Well, if it’s dynamic and exciting you want, then yes, it bloody well sure does. After a great opening scene showcasing the dry wit and sarcasm of John the Skrull and Wisdom, in which yet another Skrull infiltrator is revealed, the reader is thrown headlong right into the midst of a Skrull invasion over British skies, and the action never really lets up from there. The country is at war, and its heroes are relentlessly under pressure to repel the attack, before finally gathering their forces to mount a counter-attack.

‘Decompression’ obviously hasn’t made it into the dictionary this side of the Atlantic, but this is no bad thing. I actually personally really enjoy the long, drawn out writing style that seems to be the norm for contemporary comics (especially in the Marvel fold) but it is a nice change of pace to get back to some hard-hitting, take-no-prisoners super-hero action every once in a while, and this book has that in abundance, but presented in an intelligent, stylish, and tongue-in-cheek manner. Cornell really goes out of his way to create a real British feel for the book, which may play a little on stereotypes, but hey, there is often a lot of truth – as well as humour – in these.
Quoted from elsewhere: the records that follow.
//! Audio-trigger events
//!
//! The simulation never talks to a sound device. It pushes cues into an
//! [`EventQueue`] and whoever owns audio drains the queue into an
//! [`AudioSink`] between frames. Nobody draining is fine: the queue keeps
//! only the most recent cues.

use std::collections::VecDeque;

use serde::{Deserialize, Serialize};

/// Cues the table can emit
#[derive(Debug, Clone, Copy, PartialEq, Eq, Hash, Serialize, Deserialize)]
pub enum AudioCue {
    /// Bumper contact, or a slingshot firing its kick
    BumperHit,
    /// Hard flipper contact
    FlipperHit,
    /// A lit target went dark
    TargetHit,
    /// Ball lost below the playfield
    Drain,
}

/// Maximum cues held when no consumer is draining
pub const MAX_PENDING_CUES: usize = 256;

/// Something that turns cues into sound
pub trait AudioSink {
    fn play(&mut self, cue: AudioCue, volume: f32);
}

/// FIFO of cues produced by the simulation
#[derive(Debug, Clone, Default)]
pub struct EventQueue {
    cues: VecDeque<AudioCue>,
}

impl EventQueue {
    pub fn new() -> Self {
        Self::default()
    }

    /// Record a cue (drops the oldest one when full)
    pub fn push(&mut self, cue: AudioCue) {
        if self.cues.len() >= MAX_PENDING_CUES {
            self.cues.pop_front();
        }
        self.cues.push_back(cue);
    }

    pub fn len(&self) -> usize {
        self.cues.len()
    }

    pub fn is_empty(&self) -> bool {
        self.cues.is_empty()
    }

    /// Take every pending cue in emission order
    pub fn drain(&mut self) -> impl Iterator<Item = AudioCue> + '_ {
        self.cues.drain(..)
    }

    /// Drain pending cues into a sink, honouring the mixer settings
    pub fn dispatch<S: AudioSink + ?Sized>(&mut self, mixer: &Mixer, sink: &mut S) {
        let volume = mixer.effective_volume();
        if volume <= 0.0 {
            self.cues.clear();
            return;
        }
        for cue in self.cues.drain(..) {
            sink.play(cue, volume);
        }
    }
}

/// Consumer-side sound settings
#[derive(Debug, Clone, Serialize, Deserialize)]
pub struct Mixer {
    /// Sound effects on/off
    pub sfx_enabled: bool,
    /// Master volume (0.0 - 1.0)
    pub master_volume: f32,
}

impl Default for Mixer {
    fn default() -> Self {
        Self {
            sfx_enabled: true,
            master_volume: 0.3,
        }
    }
}

impl Mixer {
    fn effective_volume(&self) -> f32 {
        if self.sfx_enabled {
            self.master_volume
        } else {
            0.0
        }
    }
}

/// Sink that writes cues to the log (headless runs)
#[derive(Debug, Default)]
pub struct LogSink {
    pub played: u64,
}

impl AudioSink for LogSink {
    fn play(&mut self, cue: AudioCue, volume: f32) {
        self.played += 1;
        log::debug!("audio cue {:?} at volume {:.2}", cue, volume);
    }
}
The storytelling isn’t always completely successful; sometimes the action hits a little too hard and too fast, leaving the reader thinking where did that come from; however, I guess that is often a common product of war time situations, so if this is indeed what you intended Paul, then well played sir.
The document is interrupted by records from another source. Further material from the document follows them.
//! Attract mode - the table plays itself
//!
//! Produces one `TickInput` per frame from the current state. Seeded, so a
//! given seed always replays the same game.

use rand::{Rng, SeedableRng};
use rand_pcg::Pcg32;

use crate::sim::{Flipper, GameState, PlungerState, TickInput};

/// How close (beyond its length) the ball must be before a flipper fires
const FLIP_REACH: f32 = 25.0;
/// Frames to wait on the game-over screen before starting again
const RESTART_DELAY: u32 = 120;

/// Seeded input generator
#[derive(Debug, Clone)]
pub struct AttractMode {
    rng: Pcg32,
    /// Frames left to hold the plunger
    charge_frames: u32,
    /// Frames left to hold each flipper after firing
    hold: [u32; 2],
    game_over_frames: u32,
}

impl AttractMode {
    pub fn new(seed: u64) -> Self {
        Self {
            rng: Pcg32::seed_from_u64(seed),
            charge_frames: 0,
            hold: [0; 2],
            game_over_frames: 0,
        }
    }

    /// Decide this frame's input
    pub fn next_input(&mut self, state: &GameState) -> TickInput {
        let mut input = TickInput::default();

        if state.is_game_over() {
            self.game_over_frames += 1;
            if self.game_over_frames >= RESTART_DELAY {
                self.game_over_frames = 0;
                input.restart = true;
            }
            return input;
        }

        // Plunger: wait for the ball to settle, then pull back a random amount
        let plunger = &state.board.plunger;
        let ball = &state.ball;
        let resting_on_plunger = plunger.in_lane(ball.pos.x)
            && (ball.pos.y + ball.radius - plunger.top_y).abs() < 1.0
            && ball.vel.length() < 0.5;
        if self.charge_frames > 0 {
            self.charge_frames -= 1;
            input.charge = true;
        } else if resting_on_plunger && plunger.state == PlungerState::Resting {
            self.charge_frames = self.rng.random_range(15..=45);
            log::debug!("Attract mode charging plunger for {} frames", self.charge_frames);
            input.charge = true;
        }

        // Flippers: fire when the ball drops within reach, sometimes late
        for (i, flipper) in state.board.flippers.iter().enumerate() {
            if self.hold[i] > 0 {
                self.hold[i] -= 1;
            } else if ball_in_reach(flipper, state) && self.rng.random_bool(0.8) {
                self.hold[i] = self.rng.random_range(6..=14);
            }
        }
        input.left_flipper = self.hold[0] > 0;
        input.right_flipper = self.hold[1] > 0;
        input
    }
}

fn ball_in_reach(flipper: &Flipper, state: &GameState) -> bool {
    let ball = &state.ball;
    ball.vel.y > 0.0 && ball.pos.distance(flipper.pivot) < flipper.length + FLIP_REACH
}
With some wonderfully ‘quippy’ (this isn’t a word but it really should be) dialogue throughout from the likes of Pete Wisdom and the Black Knight, this is a pleasant joy to read. It also looks fantastic – I didn’t know too much about Leonard Kirk’s artwork prior to this book, and I have to say I wasn’t expecting a book such as this, without a great recent sales record behind it, to feature a top quality artist, but boy was I wrong. Kirk nails the many epic action scenes, while providing a commendable human aspect to each page that really brings out the effects of war. In many ways this is traditional super-hero artwork that matches the feel of the book perfectly, but with enough nous about it to create work with a certain element of style and flair; this lad definitely has real potential. The inks and colours also deserve honourable mention in crafting visuals that capture the essence of the story and of the book so well.

Much has been made of the fact that this new series is focusing on “bringing hero back”, and as a first issue, it certainly succeeds in doing just this. It will be interesting to see how this book develops in some quieter, non-Skrully moments, but the characters and the creative team have all the right ingredients to be able to pull this off too. All in all, an excellent debut, chaps!